**Problem to work on:** Here are the records. Write out exactly the lines between the one holding "render_debug_ui(world, &mut d);" and the one holding "for (rig, lens, transition)", inclusive.

**Provided data:**
═══
//! Rendering through Raylib.
//!
//! [`render_system`] is an exclusive system: it borrows the Raylib handle and
//! thread out of the world for the duration of the frame, draws the ground
//! grid and visible token displays through the first camera rig's lens, then
//! hands them back.

use bevy_ecs::prelude::*;
use raylib::prelude::*;

use crate::components::camerarig::CameraRig;
use crate::components::ortholens::OrthoLens;
use crate::components::resourcetoken::ResourceToken;
use crate::components::rotationtransition::RotationTransition;
use crate::components::tokenshape::TokenShape;
use crate::components::visibility::Visibility;
use crate::components::worldposition::WorldPosition;
use crate::resources::debugmode::DebugMode;
use crate::resources::screensize::ScreenSize;

const GRID_SLICES: i32 = 32;

pub fn render_system(world: &mut World) {
    let Some(mut rl) = world.remove_non_send_resource::<RaylibHandle>() else {
        return;
    };
    let Some(thread) = world.remove_non_send_resource::<RaylibThread>() else {
        world.insert_non_send_resource(rl);
        return;
    };

    let camera = {
        let mut rigs = world.query::<(&CameraRig, &OrthoLens)>();
        rigs.iter(world).next().map(|(rig, lens)| lens.camera3d(rig))
    };

    {
        let mut d = rl.begin_drawing(&thread);
        d.clear_background(Color::RAYWHITE);

        if let Some(camera) = camera {
            let mut d3 = d.begin_mode3D(camera);
            d3.draw_grid(GRID_SLICES, 1.0);
            render_tokens(world, &mut d3);
        }

        render_debug_ui(world, &mut d);
    }

    world.insert_non_send_resource(thread);
    world.insert_non_send_resource(rl);
}

fn render_tokens(world: &mut World, d3: &mut RaylibMode3D<RaylibDrawHandle>) {
    let mut displays = world.query::<(&WorldPosition, &TokenShape, &Visibility)>();
    for (position, shape, visibility) in displays.iter(world) {
        if !visibility.visible {
            continue;
        }
        let center = Vector3 {
            x: position.pos.x,
            y: position.pos.y + shape.height * 0.5,
            z: position.pos.z,
        };
        d3.draw_cube(center, shape.size, shape.height, shape.size, shape.color);
        d3.draw_cube_wires(center, shape.size, shape.height, shape.size, Color::DARKGRAY);
    }

    let mut rigs = world.query::<&CameraRig>();
    for rig in rigs.iter(world) {
        d3.draw_sphere(rig.pos, 0.1, Color::RED);
    }
}

pub fn render_debug_ui(world: &mut World, d: &mut RaylibDrawHandle) {
    if !world.contains_resource::<DebugMode>() {
        return;
    }
    let screen = *world.resource::<ScreenSize>();

    let fps = d.get_fps();
    let text = format!("DEBUG MODE (press F11 to toggle) | FPS: {}", fps);
    d.draw_text(&text, 10, 10, 10, Color::BLACK);

    let mut rigs = world.query::<(&CameraRig, &OrthoLens, Option<&RotationTransition>)>();
    let mut y = 30;
    for (rig, lens, transition) in rigs.iter(world) {
        let rotating = match transition {
            Some(t) => format!(" -> {:.1}", t.target_yaw),
            None => String::new(),
        };
        let text = format!(
            "Rig pos: ({:.2}, {:.2}, {:.2}) yaw: {:.1}{} facing: {:?} size: {:.2}",
            rig.pos.x, rig.pos.y, rig.pos.z, rig.yaw, rotating, rig.facing, lens.half_height
        );
        d.draw_text(&text, 10, y, 10, Color::BLACK);
        y += 20;
    }

    let mut tokens = world.query::<&ResourceToken>();
    let (total, removed) = tokens
        .iter(world)
        .fold((0, 0), |(t, r), tok| (t + 1, r + usize::from(tok.is_removed())));
    let text = format!("Tokens: {} ({} removed) | R remove, T restore", total, removed);
    d.draw_text(&text, 10, screen.h - 30, 10, Color::BLACK);
}
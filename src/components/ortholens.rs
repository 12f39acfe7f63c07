//! Orthographic lens component.
//!
//! Sits on the same entity as [`CameraRig`]. The lens looks at the rig pivot
//! from `distance` units away, tilted `pitch` degrees below the horizon and
//! turned by the rig yaw. Zoom is the orthographic half-height: half of the
//! world-space height visible on screen.

use bevy_ecs::prelude::Component;
use raylib::prelude::{Camera3D, Vector2, Vector3};

use super::camerarig::CameraRig;

/// Orthographic projection parameters of a rig's camera.
#[derive(Component, Clone, Copy, Debug)]
pub struct OrthoLens {
    /// Half of the visible world height.
    pub half_height: f32,
    /// Tilt below the horizon, in degrees.
    pub pitch: f32,
    /// Distance from the lens to the rig pivot.
    pub distance: f32,
}

impl OrthoLens {
    pub fn new(half_height: f32, pitch: f32, distance: f32) -> Self {
        Self {
            half_height,
            pitch,
            distance,
        }
    }

    /// Unit view direction for a rig yaw (degrees).
    ///
    /// Yaw 0 looks along +z (North). Positive yaw turns clockwise seen from
    /// above, so 90° looks along -x, which is screen-right at yaw 0 (East).
    pub fn forward(&self, yaw: f32) -> Vector3 {
        let (sy, cy) = yaw.to_radians().sin_cos();
        let (sp, cp) = self.pitch.to_radians().sin_cos();
        Vector3 {
            x: -sy * cp,
            y: -sp,
            z: cy * cp,
        }
    }

    /// Unit screen-right direction for a rig yaw. Always horizontal.
    pub fn right(&self, yaw: f32) -> Vector3 {
        let (sy, cy) = yaw.to_radians().sin_cos();
        Vector3 {
            x: -cy,
            y: 0.0,
            z: -sy,
        }
    }

    /// Unit screen-up direction for a rig yaw.
    pub fn up(&self, yaw: f32) -> Vector3 {
        let (sy, cy) = yaw.to_radians().sin_cos();
        let (sp, cp) = self.pitch.to_radians().sin_cos();
        Vector3 {
            x: -sy * sp,
            y: cp,
            z: cy * sp,
        }
    }

    /// Lens position in world space.
    pub fn eye(&self, rig: &CameraRig) -> Vector3 {
        let f = self.forward(rig.yaw);
        Vector3 {
            x: rig.pos.x - f.x * self.distance,
            y: rig.pos.y - f.y * self.distance,
            z: rig.pos.z - f.z * self.distance,
        }
    }

    /// Project a screen position (pixels, origin top-left) onto the lens
    /// plane in world space.
    ///
    /// Degenerate screens (zero width or height) map everything to the eye.
    pub fn screen_to_world(
        &self,
        rig: &CameraRig,
        screen: Vector2,
        screen_w: f32,
        screen_h: f32,
    ) -> Vector3 {
        let eye = self.eye(rig);
        if screen_w <= 0.0 || screen_h <= 0.0 {
            return eye;
        }
        let aspect = screen_w / screen_h;
        let sx = (2.0 * screen.x / screen_w - 1.0) * self.half_height * aspect;
        let sy = (1.0 - 2.0 * screen.y / screen_h) * self.half_height;
        let r = self.right(rig.yaw);
        let u = self.up(rig.yaw);
        Vector3 {
            x: eye.x + r.x * sx + u.x * sy,
            y: eye.y + r.y * sx + u.y * sy,
            z: eye.z + r.z * sx + u.z * sy,
        }
    }

    /// Raylib camera looking at the rig pivot through this lens.
    ///
    /// Raylib's orthographic `fovy` is the full visible height.
    pub fn camera3d(&self, rig: &CameraRig) -> Camera3D {
        Camera3D::orthographic(
            self.eye(rig),
            rig.pos,
            self.up(rig.yaw),
            self.half_height * 2.0,
        )
    }
}

#[cfg(test)]
mod tests {
    use super::*;
    use crate::components::facing::FacingDirection;

    const EPSILON: f32 = 1e-4;

    fn approx(a: f32, b: f32) -> bool {
        (a - b).abs() < EPSILON
    }

    fn dot(a: Vector3, b: Vector3) -> f32 {
        a.x * b.x + a.y * b.y + a.z * b.z
    }

    #[test]
    fn basis_is_orthonormal() {
        let lens = OrthoLens::new(5.0, 30.0, 40.0);
        for yaw in [0.0, 45.0, 90.0, 135.0, 270.0] {
            let f = lens.forward(yaw);
            let r = lens.right(yaw);
            let u = lens.up(yaw);
            assert!(approx(dot(f, f), 1.0));
            assert!(approx(dot(r, r), 1.0));
            assert!(approx(dot(u, u), 1.0));
            assert!(approx(dot(f, r), 0.0));
            assert!(approx(dot(f, u), 0.0));
            assert!(approx(dot(r, u), 0.0));
        }
    }

    #[test]
    fn screen_center_projects_to_eye() {
        let lens = OrthoLens::new(5.0, 30.0, 40.0);
        let rig = CameraRig::default();
        let p = lens.screen_to_world(&rig, Vector2 { x: 400.0, y: 300.0 }, 800.0, 600.0);
        let eye = lens.eye(&rig);
        assert!(approx(p.x, eye.x) && approx(p.y, eye.y) && approx(p.z, eye.z));
    }

    #[test]
    fn top_edge_is_half_height_up() {
        let lens = OrthoLens::new(5.0, 0.0, 10.0);
        let rig = CameraRig::default();
        let p = lens.screen_to_world(&rig, Vector2 { x: 400.0, y: 0.0 }, 800.0, 600.0);
        let eye = lens.eye(&rig);
        assert!(approx(p.y - eye.y, 5.0));
        assert!(approx(p.x, eye.x));
    }

    #[test]
    fn quarter_turn_faces_previous_screen_right() {
        let lens = OrthoLens::new(5.0, 30.0, 40.0);
        let right_at_north = lens.right(0.0);
        let f = lens.forward(90.0);
        let flat = (f.x * f.x + f.z * f.z).sqrt();
        assert!(approx(f.x / flat, right_at_north.x));
        assert!(approx(f.z / flat, right_at_north.z));
    }

    #[test]
    fn downward_drag_pans_along_view_for_mapped_facings() {
        let lens = OrthoLens::new(5.0, 30.0, 40.0);
        for facing in FacingDirection::ALL.into_iter().filter(|f| !f.is_diagonal()) {
            let yaw = facing.yaw();
            // Pointer moving down the screen yields delta = +up
            let moved = facing.redirect_pan(lens.up(yaw));
            let along = dot(moved, lens.forward(yaw));
            assert!(along > 0.5, "{:?}: moved {:?}, along view {}", facing, moved, along);
        }
    }

    #[test]
    fn degenerate_screen_maps_to_eye() {
        let lens = OrthoLens::new(5.0, 30.0, 40.0);
        let rig = CameraRig::default();
        let p = lens.screen_to_world(&rig, Vector2 { x: 10.0, y: 10.0 }, 0.0, 0.0);
        let eye = lens.eye(&rig);
        assert!(approx(p.x, eye.x) && approx(p.y, eye.y) && approx(p.z, eye.z));
    }
}
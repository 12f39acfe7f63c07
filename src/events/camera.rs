//! Camera rig notifications.
use bevy_ecs::observer::On;
use bevy_ecs::prelude::*;
use log::debug;

use crate::components::facing::FacingDirection;

/// Triggered when a snap rotation converges and the rig yaw is snapped.
#[derive(Event, Debug, Clone, Copy)]
pub struct CameraRotatedEvent {
    pub rig: Entity,
    /// Final yaw, degrees in [0, 360).
    pub yaw: f32,
    pub facing: FacingDirection,
}

/// Logs finished rotations.
pub fn camera_rotated_observer(trigger: On<CameraRotatedEvent>) {
    let ev = trigger.event();
    debug!(
        "Camera rig {:?} now at yaw {} facing {:?}",
        ev.rig, ev.yaw, ev.facing
    );
}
═══
**Reply to the task:**
        render_debug_ui(world, &mut d);
    }

    world.insert_non_send_resource(thread);
    world.insert_non_send_resource(rl);
}

fn render_tokens(world: &mut World, d3: &mut RaylibMode3D<RaylibDrawHandle>) {
    let mut displays = world.query::<(&WorldPosition, &TokenShape, &Visibility)>();
    for (position, shape, visibility) in displays.iter(world) {
        if !visibility.visible {
            continue;
        }
        let center = Vector3 {
            x: position.pos.x,
            y: position.pos.y + shape.height * 0.5,
            z: position.pos.z,
        };
        d3.draw_cube(center, shape.size, shape.height, shape.size, shape.color);
        d3.draw_cube_wires(center, shape.size, shape.height, shape.size, Color::DARKGRAY);
    }

    let mut rigs = world.query::<&CameraRig>();
    for rig in rigs.iter(world) {
        d3.draw_sphere(rig.pos, 0.1, Color::RED);
    }
}

pub fn render_debug_ui(world: &mut World, d: &mut RaylibDrawHandle) {
    if !world.contains_resource::<DebugMode>() {
        return;
    }
    let screen = *world.resource::<ScreenSize>();

    let fps = d.get_fps();
    let text = format!("DEBUG MODE (press F11 to toggle) | FPS: {}", fps);
    d.draw_text(&text, 10, 10, 10, Color::BLACK);

    let mut rigs = world.query::<(&CameraRig, &OrthoLens, Option<&RotationTransition>)>();
    let mut y = 30;
    for (rig, lens, transition) in rigs.iter(world) {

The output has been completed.